Records from a data collection:
//! Dashboard API endpoint.

use axum::extract::State;

use super::{respond, ApiResult};
use crate::models::DashboardStats;
use crate::AppState;

/// GET /api/dashboard - Aggregate donation stats.
pub async fn get_dashboard(State(state): State<AppState>) -> ApiResult<DashboardStats> {
    respond(state.portal.dashboard().await)
}
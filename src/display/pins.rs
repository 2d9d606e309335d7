//! Pin map for the 8-bit parallel interface.
//!
//! Built once from eleven GPIO numbers and treated as immutable afterwards.
//! The two derived masks cover every bus operation: the control mask
//! (RS, RW, EN) and the data mask (DB0..DB7).

use crate::gpio::pin_bit;

/// Logical lines of the controller interface.
#[derive(Clone, Copy, Debug, PartialEq, Eq)]
#[cfg_attr(feature = "defmt", derive(defmt::Format))]
pub enum Line {
    /// Register select: 0 = instruction, 1 = data.
    RegisterSelect,
    /// Read/write: 0 = write, 1 = read.
    ReadWrite,
    /// Enable strobe.
    Enable,
    /// Data bus bit 0..=7.
    Data(u8),
}

/// GPIO numbers of the eleven interface lines.
#[derive(Clone, Copy, Debug, PartialEq, Eq)]
#[cfg_attr(feature = "defmt", derive(defmt::Format))]
pub struct DisplayPinConfig {
    pub rs: u8,
    pub rw: u8,
    pub en: u8,
    /// DB0..DB7, least significant bit first.
    pub data: [u8; 8],
}

impl DisplayPinConfig {
    /// GPIO number wired to `line`.
    pub const fn pin(&self, line: Line) -> u8 {
        match line {
            Line::RegisterSelect => self.rs,
            Line::ReadWrite => self.rw,
            Line::Enable => self.en,
            Line::Data(bit) => self.data[(bit & 0x07) as usize],
        }
    }

    /// RS | RW | EN.
    pub fn control_mask(&self) -> u32 {
        pin_bit(self.rs) | pin_bit(self.rw) | pin_bit(self.en)
    }

    /// DB0..DB7.
    pub fn data_mask(&self) -> u32 {
        self.data.iter().fold(0, |mask, &pin| mask | pin_bit(pin))
    }

    /// Spread `byte` over the data pins, for a masked port write.
    pub fn pack(&self, byte: u8) -> u32 {
        self.data
            .iter()
            .enumerate()
            .filter(|&(bit, _)| byte & (1u8 << bit) != 0)
            .fold(0, |word, (_, pin)| word | pin_bit(*pin))
    }

    /// Collect the data pins of a sampled port word back into a byte.
    pub fn extract(&self, word: u32) -> u8 {
        self.data
            .iter()
            .enumerate()
            .filter(|&(_, pin)| word & pin_bit(*pin) != 0)
            .fold(0u8, |byte, (bit, _)| byte | (1u8 << bit))
    }
}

» Task requirements:
Copy down each line in the entries that has the word "eleven".

» Result:
//! Built once from eleven GPIO numbers and treated as immutable afterwards.
/// GPIO numbers of the eleven interface lines.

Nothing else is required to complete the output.